Personal information
- Date of birth: 19 January 1996 (age 30)
- Place of birth: Heusden-Zolder, Belgium
- Height: 1.72 m (5 ft 8 in)
- Position: Midfielder

Team information
- Current team: Nazilli Belediyespor
- Number: 11

Youth career
- 2003–2010: Weerstand Koersel
- 2010–2011: Leopoldsburg
- 2011–2013: Sporting Hasselt

Senior career*
- Years: Team / Apps / (Gls)
- 2013–2016: Sporting Hasselt / 63 / (9)
- 2016–2018: Geel / 40 / (10)
- 2018–2019: Kardemir Karabükspor / 33 / (0)
- 2019–2021: Kırşehir Belediyespor / 57 / (8)
- 2021–2022: Etimesgut Belediyespor / 23 / (0)
- 2022–: Nazilli Belediyespor / 1 / (0)

= Ahmet Karadayi =

Belgian footballer

Ahmet Karadayi (born 19 January 1996) is a Belgian professional footballer who plays as a midfielder for Turkish club Nazilli Belediyespor.

==Professional career==
Born in Belgium and of Turkish descent, while his mother got Kurdish roots too.
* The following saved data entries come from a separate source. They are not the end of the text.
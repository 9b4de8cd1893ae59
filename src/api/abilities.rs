//! Ability administration: introspect the registry tiers, upsert records.

use axum::extract::rejection::JsonRejection;
use axum::extract::{Query, State};
use axum::http::StatusCode;
use axum::response::{IntoResponse, Response};
use axum::routing::get;
use axum::{Json, Router};
use serde::Deserialize;
use tracing::{error, info};

use super::{AppState, error_response};
use crate::ability::{Ability, AbilitySource};
use crate::error::DatabaseError;

pub fn ability_routes() -> Router<AppState> {
    Router::new().route("/api/v1/abilities", get(list_abilities).post(create_or_update_ability))
}

#[derive(Debug, Default, Deserialize)]
pub struct ListParams {
    pub from: Option<String>,
}

/// GET /api/v1/abilities[?from=cache|database|config]
///
/// A missing or unknown `from` returns every tier.
async fn list_abilities(
    State(state): State<AppState>,
    Query(params): Query<ListParams>,
) -> Response {
    let source = params.from.as_deref().and_then(|f| f.parse::<AbilitySource>().ok());
    let registry = &state.registry;

    match source {
        Some(AbilitySource::Cache) => Json(registry.list_cache()).into_response(),
        Some(AbilitySource::Config) => Json(registry.list_config()).into_response(),
        Some(AbilitySource::Database) => match registry.list_database().await {
            Ok(abilities) => Json(abilities).into_response(),
            Err(e) => {
                error!(from = "database", error = %e, "Listing abilities failed");
                error_response(StatusCode::INTERNAL_SERVER_ERROR, e.to_string())
            }
        },
        None => match registry.list_all().await {
            Ok(all) => Json(all).into_response(),
            Err(e) => error_response(StatusCode::INTERNAL_SERVER_ERROR, e.to_string()),
        },
    }
}

/// POST /api/v1/abilities
async fn create_or_update_ability(
    State(state): State<AppState>,
    body: Result<Json<Ability>, JsonRejection>,
) -> Response {
    let Json(ability) = match body {
        Ok(body) => body,
        Err(rejection) => return error_response(StatusCode::BAD_REQUEST, rejection.body_text()),
    };
    if ability.name.trim().is_empty() {
        return error_response(StatusCode::BAD_REQUEST, "Ability name must not be empty");
    }

    match state.registry.create_or_update(&ability).await {
        Ok(stored) => {
            info!(ability = %stored.name, intents = ?stored.intents, "Ability registered");
            (StatusCode::OK, Json(stored)).into_response()
        }
        Err(e @ DatabaseError::Constraint(_)) => {
            error_response(StatusCode::BAD_REQUEST, e.to_string())
        }
        Err(e) => {
            error!(ability = %ability.name, error = %e, "Failed to upsert ability");
            error_response(StatusCode::INTERNAL_SERVER_ERROR, e.to_string())
        }
    }
}
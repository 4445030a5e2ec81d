//! GameView: maps a [`GameSnapshot`] into a terminal framebuffer.
//!
//! This module is pure (no I/O). It can be unit-tested.
//!
//! The board model has `y` growing upwards; the screen grows downwards. Board
//! row 0 is drawn on the last line inside the frame.

use crate::core::{get_shape, GameSnapshot};
use crate::fb::{CellStyle, FrameBuffer, Rgb};
use crate::types::{PieceKind, Rotation, BOARD_HEIGHT, BOARD_WIDTH};

/// Terminal viewport dimensions.
#[derive(Debug, Clone, Copy, PartialEq, Eq)]
pub struct Viewport {
    pub width: u16,
    pub height: u16,
}

impl Viewport {
    pub fn new(width: u16, height: u16) -> Self {
        Self { width, height }
    }
}

/// Front-end details shown under the game stats.
#[derive(Debug, Clone, Copy, PartialEq, Eq, Default)]
pub struct PanelInfo<'a> {
    pub player: &'a str,
    pub best_score: Option<u32>,
    /// Short transient line, e.g. "saved".
    pub message: Option<&'a str>,
}

#[derive(Debug, Clone, Copy, PartialEq, Eq)]
pub enum AnchorY {
    Center,
    Top,
}

const PLAY_BG: Rgb = Rgb::new(30, 30, 40);
const SCREEN_BG: Rgb = Rgb::new(0, 0, 0);

/// A lightweight terminal renderer for the board and side panel.
pub struct GameView {
    /// Board cell width in terminal columns.
    cell_w: u16,
    /// Board cell height in terminal rows.
    cell_h: u16,
    anchor_y: AnchorY,
}

impl Default for GameView {
    fn default() -> Self {
        // 2x1 helps compensate for typical terminal glyph aspect ratio.
        Self {
            cell_w: 2,
            cell_h: 1,
            anchor_y: AnchorY::Center,
        }
    }
}

/// Screen origin of the framed board.
#[derive(Debug, Clone, Copy)]
struct Frame {
    x: u16,
    y: u16,
    w: u16,
    h: u16,
}

pub fn piece_color(kind: PieceKind) -> Rgb {
    match kind {
        PieceKind::I => Rgb::new(80, 220, 220),
        PieceKind::O => Rgb::new(240, 220, 80),
        PieceKind::T => Rgb::new(200, 120, 220),
        PieceKind::S => Rgb::new(100, 220, 120),
        PieceKind::Z => Rgb::new(220, 80, 80),
        PieceKind::J => Rgb::new(80, 120, 220),
        PieceKind::L => Rgb::new(255, 165, 0),
    }
}

impl GameView {
    pub fn new(cell_w: u16, cell_h: u16) -> Self {
        Self {
            cell_w: cell_w.max(1),
            cell_h: cell_h.max(1),
            anchor_y: AnchorY::Center,
        }
    }

    pub fn with_anchor_y(mut self, anchor_y: AnchorY) -> Self {
        self.anchor_y = anchor_y;
        self
    }

    /// Render the current game into an existing framebuffer.
    ///
    /// Callers can reuse a framebuffer across frames and only resize when the
    /// terminal size changes.
    pub fn render_into(&self, snap: &GameSnapshot, viewport: Viewport, fb: &mut FrameBuffer) {
        self.render_into_with_panel(snap, &PanelInfo::default(), viewport, fb);
    }

    pub fn render_into_with_panel(
        &self,
        snap: &GameSnapshot,
        panel: &PanelInfo<'_>,
        viewport: Viewport,
        fb: &mut FrameBuffer,
    ) {
        fb.resize(viewport.width, viewport.height);
        fb.clear(CellStyle::default().cell(' '));

        let board_px_w = (BOARD_WIDTH as u16) * self.cell_w;
        let board_px_h = (BOARD_HEIGHT as u16) * self.cell_h;
        let w = board_px_w + 2;
        let h = board_px_h + 2;
        let frame = Frame {
            x: viewport.width.saturating_sub(w) / 2,
            y: match self.anchor_y {
                AnchorY::Center => viewport.height.saturating_sub(h) / 2,
                AnchorY::Top => 0,
            },
            w,
            h,
        };

        fb.fill_rect(
            frame.x + 1,
            frame.y + 1,
            board_px_w,
            board_px_h,
            ' ',
            CellStyle::plain(Rgb::new(80, 80, 90), PLAY_BG),
        );
        fb.draw_box(
            frame.x,
            frame.y,
            frame.w,
            frame.h,
            CellStyle::plain(Rgb::new(200, 200, 200), SCREEN_BG),
        );

        // Board cells, including the active piece.
        for y in 0..BOARD_HEIGHT as i8 {
            for x in 0..BOARD_WIDTH as i8 {
                match PieceKind::from_code(snap.board[y as usize][x as usize]) {
                    Some(kind) => self.draw_block(fb, frame, x, y, kind),
                    None => {
                        let dot = CellStyle::plain(Rgb::new(90, 90, 100), PLAY_BG).dim();
                        self.fill_cell(fb, frame, x, y, '·', dot);
                    }
                }
            }
        }

        // Ghost goes only where the board is empty, so it never hides the piece.
        if let (Some(active), Some(ghost_y)) = (snap.active, snap.ghost_y) {
            if ghost_y != active.y {
                let style = CellStyle::plain(piece_color(active.kind).darken(), PLAY_BG).dim();
                for &(dx, dy) in get_shape(active.kind, active.rotation).iter() {
                    let (x, y) = (active.x + dx, ghost_y + dy);
                    if on_board(x, y) && snap.board[y as usize][x as usize] == 0 {
                        self.fill_cell(fb, frame, x, y, '░', style);
                    }
                }
            }
        }

        self.draw_side_panel(fb, snap, panel, viewport, frame);

        if snap.paused {
            self.draw_overlay(fb, frame, "PAUSED", Some("p to resume"));
        } else if snap.game_over {
            self.draw_overlay(fb, frame, "GAME OVER", Some("r to restart"));
        }
    }

    /// Convenience helper that allocates a new framebuffer.
    pub fn render(&self, snap: &GameSnapshot, viewport: Viewport) -> FrameBuffer {
        let mut fb = FrameBuffer::new(viewport.width, viewport.height);
        self.render_into(snap, viewport, &mut fb);
        fb
    }

    pub fn render_with_panel(
        &self,
        snap: &GameSnapshot,
        panel: &PanelInfo<'_>,
        viewport: Viewport,
    ) -> FrameBuffer {
        let mut fb = FrameBuffer::new(viewport.width, viewport.height);
        self.render_into_with_panel(snap, panel, viewport, &mut fb);
        fb
    }

    /// Screen position of the top-left terminal cell of board cell `(x, y)`.
    fn cell_origin(&self, frame: Frame, x: i8, y: i8) -> (u16, u16) {
        let row_from_top = (BOARD_HEIGHT as i8 - 1 - y) as u16;
        (
            frame.x + 1 + (x as u16) * self.cell_w,
            frame.y + 1 + row_from_top * self.cell_h,
        )
    }

    fn fill_cell(&self, fb: &mut FrameBuffer, frame: Frame, x: i8, y: i8, ch: char, style: CellStyle) {
        let (px, py) = self.cell_origin(frame, x, y);
        fb.fill_rect(px, py, self.cell_w, self.cell_h, ch, style);
    }

    fn draw_block(&self, fb: &mut FrameBuffer, frame: Frame, x: i8, y: i8, kind: PieceKind) {
        let style = CellStyle::plain(piece_color(kind), PLAY_BG).bold();
        self.fill_cell(fb, frame, x, y, '█', style);
    }

    /// Spawn-orientation preview, two rows tall, `(x, y)` = top-left.
    fn draw_preview(&self, fb: &mut FrameBuffer, x: u16, y: u16, kind: PieceKind) {
        let style = CellStyle::plain(piece_color(kind), SCREEN_BG).bold();
        for &(dx, dy) in get_shape(kind, Rotation::R0).iter() {
            // Spawn shapes span dx -1..=2 and dy 0..=1.
            let px = x + ((dx + 1) as u16) * self.cell_w;
            let py = y + (1 - dy) as u16;
            fb.fill_rect(px, py, self.cell_w, 1, '█', style);
        }
    }

    fn draw_side_panel(
        &self,
        fb: &mut FrameBuffer,
        snap: &GameSnapshot,
        panel: &PanelInfo<'_>,
        viewport: Viewport,
        frame: Frame,
    ) {
        let panel_x = frame.x.saturating_add(frame.w).saturating_add(2);
        if panel_x >= viewport.width || viewport.width - panel_x < 12 {
            return;
        }

        let label = CellStyle::default().bold();
        let value = CellStyle::plain(Rgb::new(200, 200, 200), SCREEN_BG);

        let mut y = frame.y;
        for (name, number) in [
            ("SCORE", snap.score),
            ("LEVEL", snap.level as u32),
            ("LINES", snap.lines),
        ] {
            fb.put_str(panel_x, y, name, label);
            fb.put_u32(panel_x, y + 1, number, value);
            y = y.saturating_add(3);
        }

        fb.put_str(panel_x, y, "NEXT", label);
        if let Some(next) = snap.next {
            self.draw_preview(fb, panel_x, y + 1, next);
        }
        y = y.saturating_add(4);

        let end = fb.put_str(panel_x, y, "HOLD", label);
        let swaps = value.dim();
        let end = fb.put_str(end + 1, y, "(", swaps);
        let end = fb.put_u32(end, y, snap.swaps_left as u32, swaps);
        fb.put_str(end, y, " left)", swaps);
        match snap.held {
            Some(held) => self.draw_preview(fb, panel_x, y + 1, held),
            None => {
                fb.put_str(panel_x, y + 1, "-", value);
            }
        }
        y = y.saturating_add(4);

        fb.put_str(panel_x, y, "BONUS", label);
        fb.put_u32(panel_x, y + 1, snap.speed_bonus, value);
        y = y.saturating_add(3);

        if !panel.player.is_empty() {
            fb.put_str(panel_x, y, panel.player, label);
            y = y.saturating_add(1);
        }
        if let Some(best) = panel.best_score {
            let end = fb.put_str(panel_x, y, "BEST ", value.dim());
            fb.put_u32(end, y, best, value);
            y = y.saturating_add(1);
        }
        if let Some(message) = panel.message {
            fb.put_str(panel_x, y.saturating_add(1), message, value.bold());
        }
    }

    fn draw_overlay(&self, fb: &mut FrameBuffer, frame: Frame, title: &str, hint: Option<&str>) {
        let mid_y = frame.y.saturating_add(frame.h / 2);
        let style = CellStyle::plain(Rgb::new(255, 255, 255), SCREEN_BG).bold();
        let centered = |text: &str| {
            let text_w = text.chars().count() as u16;
            frame.x.saturating_add(frame.w.saturating_sub(text_w) / 2)
        };
        fb.put_str(centered(title), mid_y, title, style);
        if let Some(hint) = hint {
            fb.put_str(centered(hint), mid_y + 1, hint, CellStyle::default().dim());
        }
    }
}

fn on_board(x: i8, y: i8) -> bool {
    x >= 0 && x < BOARD_WIDTH as i8 && y >= 0 && y < BOARD_HEIGHT as i8
}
Karadayi begun playing football at his local club Weerstand Koersel at the age of 7, and worked his way to Sporting Hasselt in the 4th division in Belgium. He moved up a division, joining Geel in 2016.

Karadayi moved from AS Geel in the Belgian First Amateur Division to Kardemir Karabükspor in the Süper Lig on 16 January 2018, after a couple successful seasons. Karadayi made his professional debut for Kardemir Karabükspor in a 4–0 Süper Lig loss to Osmanlıspor on 16 March 2018.